[Extracted data entries]

┄┄┄┄┄┄┄┄┄┄┄┄┄┄┄┄┄┄┄┄

#[cfg(test)]
mod tests {
    use super::*;
    use crate::report::NodeStatus;
    use crate::settings::ProviderSettings;
    use crate::testing::{config_root, MockManager, Op};
    use std::sync::Arc;

    const SERVER_OPTIONS: &str = "build: 4.5.0-2601\nmemory: 1000000000\n";
    const GATEWAY_OPTIONS: &str =
        "build: 4.5.0-2601\nsync_gateway_version: 1.3.0-274\nos: centos7\n";

    fn provider(manager: &MockManager, root: &Path, network: Option<&str>) -> SingleHostProvider {
        let settings = ProviderSettings::builder()
            .config_root(root)
            .expose_ports(true)
            .network(network.unwrap_or_default())
            .build();
        SingleHostProvider::new(EngineSession::new(Arc::new(manager.clone()), settings))
    }

    #[tokio::test]
    async fn test_three_servers_on_fresh_host() {
        let root = config_root(SERVER_OPTIONS);
        let manager = MockManager::new();
        let provider = provider(&manager, root.path(), None);

        let report = provider
            .provision_servers(None, &[NodeGroupSpec::new("node_$", 3)])
            .await
            .unwrap();

        let launches = manager.launches();
        let names: Vec<&str> = launches.iter().map(|l| l.name.as_str()).collect();
        assert_eq!(names, vec!["node_1", "node_2", "node_3"]);
        let ports: Vec<u16> = launches.iter().map(|l| l.ports[0].host_port).collect();
        assert_eq!(ports, vec![8091, 8092, 8093]);
        assert!(launches.iter().all(|l| l.ports[0].container_port == 8091));
        assert!(launches.iter().all(|l| l.privileged));
        assert_eq!(launches[0].limits.memory_bytes, Some(1_000_000_000));
        assert_eq!(launches[0].image, "couchbase_4.5.0-2601.ubuntu14");

        assert!(report.is_complete());
        assert_eq!(provider.session().registry().len().await, 3);
        let url = provider.rest_url("node_1").await.unwrap();
        assert!(url.is_reachable());
        assert_eq!(url.port, 8091);
    }

    #[tokio::test]
    async fn test_port_offset_counts_existing_servers() {
        let root = config_root(SERVER_OPTIONS);
        let manager = MockManager::new()
            .with_existing("old_1", NodeRole::Server)
            .with_existing("old_2", NodeRole::Server)
            .with_unlabelled("couchbase_sidecar");
        let provider = provider(&manager, root.path(), None);

        provider
            .provision_servers(None, &[NodeGroupSpec::new("node_$", 2)])
            .await
            .unwrap();

        let ports: Vec<u16> = manager
            .launches()
            .iter()
            .map(|l| l.ports[0].host_port)
            .collect();
        assert_eq!(ports, vec![8093, 8094]);
    }

    #[tokio::test]
    async fn test_ports_not_bound_without_expose() {
        let root = config_root(SERVER_OPTIONS);
        let manager = MockManager::new();
        let settings = ProviderSettings::builder().config_root(root.path()).build();
        let provider =
            SingleHostProvider::new(EngineSession::new(Arc::new(manager.clone()), settings));

        provider
            .provision_servers(None, &[NodeGroupSpec::new("node_$", 2)])
            .await
            .unwrap();
        assert!(manager.launches().iter().all(|l| l.ports.is_empty()));
    }

    #[tokio::test]
    async fn test_launch_failure_is_reported_and_others_continue() {
        let root = config_root(SERVER_OPTIONS);
        let manager = MockManager::new().failing_launch("node_2");
        let provider = provider(&manager, root.path(), None);

        let report = provider
            .provision_servers(None, &[NodeGroupSpec::new("node_$", 3)])
            .await
            .unwrap();

        assert_eq!(report.running_count(), 2);
        assert!(matches!(
            report.node("node_2").unwrap().status,
            NodeStatus::Failed { .. }
        ));
        assert_eq!(manager.launches().len(), 3);
        assert_eq!(
            provider.session().registry().failure("node_2").await.as_deref(),
            Some("failed to launch node_2: mock launch failure")
        );
    }

    #[tokio::test]
    async fn test_build_failure_does_not_stop_launch() {
        let root = config_root(SERVER_OPTIONS);
        let manager = MockManager::new().failing_build("couchbase_4.5.0-2601.ubuntu14");
        let provider = provider(&manager, root.path(), None);

        let report = provider
            .provision_servers(None, &[NodeGroupSpec::new("node_$", 1)])
            .await
            .unwrap();
        assert_eq!(manager.builds().len(), 1);
        assert_eq!(manager.launches().len(), 1);
        assert!(report.is_complete());
    }

    #[tokio::test]
    async fn test_invalid_version_still_launches() {
        let root = config_root("build: 4.5.0\n");
        let manager = MockManager::new();
        let provider = provider(&manager, root.path(), None);

        provider
            .provision_servers(None, &[NodeGroupSpec::new("node_$", 1)])
            .await
            .unwrap();
        assert!(manager.builds().is_empty());
        assert_eq!(manager.launches()[0].image, "couchbase_4.5.0.ubuntu14");
    }

    #[tokio::test]
    async fn test_server_without_address_is_unmapped() {
        let root = config_root(SERVER_OPTIONS);
        let manager = MockManager::new().without_address("node_2");
        let provider = provider(&manager, root.path(), None);

        let report = provider
            .provision_servers(None, &[NodeGroupSpec::new("node_$", 2)])
            .await
            .unwrap();

        assert_eq!(report.node("node_1").unwrap().status, NodeStatus::Running);
        let node_2 = report.node("node_2").unwrap();
        assert_eq!(node_2.status, NodeStatus::Unmapped);
        assert!(node_2.url.is_none());
        assert!(!report.is_complete());
        assert_eq!(
            report.server_endpoints(),
            vec![ServerEndpoint::new("node_1", 8091)]
        );
    }

    #[tokio::test]
    async fn test_network_addressing_uses_container_name() {
        let root = config_root(SERVER_OPTIONS);
        let manager = MockManager::new();
        let provider = provider(&manager, root.path(), Some("testnet"));

        provider
            .provision_servers(None, &[NodeGroupSpec::new("node_$", 1)])
            .await
            .unwrap();

        assert_eq!(manager.launches()[0].network.as_deref(), Some("testnet"));
        assert_eq!(
            provider.rest_url("node_1").await.unwrap().to_string(),
            "node_1:8091"
        );
    }

    #[tokio::test]
    async fn test_address_of_unregistered_container() {
        let root = config_root(SERVER_OPTIONS);
        let manager = MockManager::new().with_existing("old_1", NodeRole::Server);
        let provider = provider(&manager, root.path(), None);

        let address = provider.host_address("old_1").await.unwrap();
        assert!(matches!(address, AddressResolution::Resolved(ref a) if a.starts_with("172.17.0.")));
        assert_eq!(
            provider.host_address("ghost").await.unwrap(),
            AddressResolution::Unresolvable
        );
    }

    #[tokio::test]
    async fn test_gateways_link_to_every_launched_node() {
        let root = config_root(GATEWAY_OPTIONS);
        let manager = MockManager::new();
        let provider = provider(&manager, root.path(), None);

        let servers = provider
            .provision_servers(None, &[NodeGroupSpec::new("node_$", 2)])
            .await
            .unwrap();
        let report = provider
            .provision_gateways(&[GatewaySpec::new("sg_$", 2)], &servers.server_endpoints())
            .await
            .unwrap();

        let launches = manager.launches();
        let first_gateway = &launches[2];
        assert_eq!(first_gateway.image, "sync_gateway_1.3.0-274.centos7");
        assert_eq!(first_gateway.links, vec!["node_1:node_1", "node_2:node_2"]);
        assert_eq!(
            launches[3].links,
            vec!["node_1:node_1", "node_2:node_2", "sg_1:sg_1"]
        );

        let execs = manager.execs();
        assert_eq!(execs.len(), 2);
        assert_eq!(execs[0].1, vec!["./entrypoint.sh", "node_1"]);
        assert!(!execs[0].2);

        assert!(report.is_complete());
        let sg = report.node("sg_1").unwrap();
        assert_eq!(sg.url.as_ref().unwrap().to_string(), "sg_1:4984");
        assert_eq!(sg.upstream.as_deref(), Some("http://node_1:8091"));

        let builds = manager.builds();
        assert_eq!(builds[1].build_args.len(), 2);
    }

    #[tokio::test]
    async fn test_gateways_on_network_have_no_links() {
        let root = config_root(GATEWAY_OPTIONS);
        let manager = MockManager::new();
        let provider = provider(&manager, root.path(), Some("testnet"));

        let servers = provider
            .provision_servers(None, &[NodeGroupSpec::new("node_$", 1)])
            .await
            .unwrap();
        provider
            .provision_gateways(&[GatewaySpec::new("sg_$", 1)], &servers.server_endpoints())
            .await
            .unwrap();

        let gateway = &manager.launches()[1];
        assert!(gateway.links.is_empty());
        assert_eq!(gateway.network.as_deref(), Some("testnet"));
    }

    #[tokio::test]
    async fn test_gateway_requires_centos() {
        let root = config_root(SERVER_OPTIONS);
        let manager = MockManager::new();
        let provider = provider(&manager, root.path(), None);

        let err = provider
            .provision_gateways(
                &[GatewaySpec::new("sg_$", 1)],
                &[ServerEndpoint::new("node_1", 8091)],
            )
            .await
            .unwrap_err();
        assert!(matches!(err, ProvisionError::UnsupportedGatewayOs(ref os) if os == "ubuntu14"));
        assert!(!manager.has_side_effects());
    }

    #[tokio::test]
    async fn test_gateway_requires_upstream() {
        let root = config_root(GATEWAY_OPTIONS);
        let manager = MockManager::new();
        let provider = provider(&manager, root.path(), None);

        let err = provider
            .provision_gateways(&[GatewaySpec::new("sg_$", 1)], &[])
            .await
            .unwrap_err();
        assert!(matches!(err, ProvisionError::MissingUpstream));
        assert!(!manager.has_side_effects());
    }

    #[tokio::test]
    async fn test_gateway_launch_failure_is_reported_and_others_continue() {
        let root = config_root(GATEWAY_OPTIONS);
        let manager = MockManager::new().failing_launch("sg_1");
        let provider = provider(&manager, root.path(), None);

        let report = provider
            .provision_gateways(
                &[GatewaySpec::new("sg_$", 2)],
                &[ServerEndpoint::new("node_1", 8091)],
            )
            .await
            .unwrap();

        assert!(matches!(
            report.node("sg_1").unwrap().status,
            NodeStatus::Failed { ref reason } if reason.contains("mock launch failure")
        ));
        assert_eq!(report.node("sg_2").unwrap().status, NodeStatus::Running);
        assert_eq!(manager.launches().len(), 2);

        let execs = manager.execs();
        assert_eq!(execs.len(), 1);
        assert_eq!(execs[0].1, vec!["./entrypoint.sh", "node_1"]);
        assert!(provider.session().registry().failure("sg_1").await.is_some());
    }

    #[tokio::test]
    async fn test_gateway_image_uses_gateway_build_args_only() {
        let root = config_root("build: 4.5.0\nsync_gateway_version: 1.3.0-274\nos: centos7\n");
        let manager = MockManager::new();
        let provider = provider(&manager, root.path(), None);

        provider
            .provision_gateways(
                &[GatewaySpec::new("sg_$", 1)],
                &[ServerEndpoint::new("node_1", 8091)],
            )
            .await
            .unwrap();

        let builds = manager.builds();
        assert_eq!(builds.len(), 1);
        assert_eq!(builds[0].name, "sync_gateway_1.3.0-274.centos7");
        assert!(builds[0].context_dir.ends_with("containers/syncgateway/CentOS7"));
        let args: Vec<(&str, &str)> = builds[0]
            .build_args
            .iter()
            .map(|a| (a.name.as_str(), a.value.as_str()))
            .collect();
        assert_eq!(args, vec![("VERSION", "1.3.0"), ("BUILD_NO", "274")]);
    }

    #[tokio::test]
    async fn test_gateway_version_without_build_number_skips_build() {
        let root = config_root("build: 4.5.0-2601\nsync_gateway_version: 1.3.0\nos: centos7\n");
        let manager = MockManager::new();
        let provider = provider(&manager, root.path(), None);

        let report = provider
            .provision_gateways(
                &[GatewaySpec::new("sg_$", 1)],
                &[ServerEndpoint::new("node_1", 8091)],
            )
            .await
            .unwrap();

        assert!(manager.builds().is_empty());
        assert_eq!(manager.launches()[0].image, "sync_gateway_1.3.0.centos7");
        assert_eq!(report.node("sg_1").unwrap().status, NodeStatus::Running);
    }

    #[tokio::test]
    async fn test_gateway_without_address_is_unmapped() {
        let root = config_root(GATEWAY_OPTIONS);
        let manager = MockManager::new().without_address("sg_1");
        let provider = provider(&manager, root.path(), None);

        let report = provider
            .provision_gateways(
                &[GatewaySpec::new("sg_$", 1)],
                &[ServerEndpoint::new("node_1", 8091)],
            )
            .await
            .unwrap();

        let sg = report.node("sg_1").unwrap();
        assert_eq!(sg.status, NodeStatus::Unmapped);
        assert_eq!(sg.upstream.as_deref(), Some("http://node_1:8091"));
        assert!(!report.is_complete());
    }

    #[tokio::test]
    async fn test_gateway_bootstrap_failure_is_fatal_for_node() {
        let root = config_root(GATEWAY_OPTIONS);
        let manager = MockManager::new().failing_exec();
        let provider = provider(&manager, root.path(), None);

        let report = provider
            .provision_gateways(
                &[GatewaySpec::new("sg_$", 1)],
                &[ServerEndpoint::new("node_1", 8091)],
            )
            .await
            .unwrap();
        assert!(matches!(
            report.node("sg_1").unwrap().status,
            NodeStatus::Failed { .. }
        ));
        assert!(manager
            .ops()
            .iter()
            .any(|op| matches!(op, Op::Exec { detached: false, .. })));
    }
}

┄┄┄┄┄┄┄┄┄┄┄┄┄┄┄┄┄┄┄┄

- Exercise directions
The expected output is one number: how many lines of the data above hold the string "const".

- Exercise response
2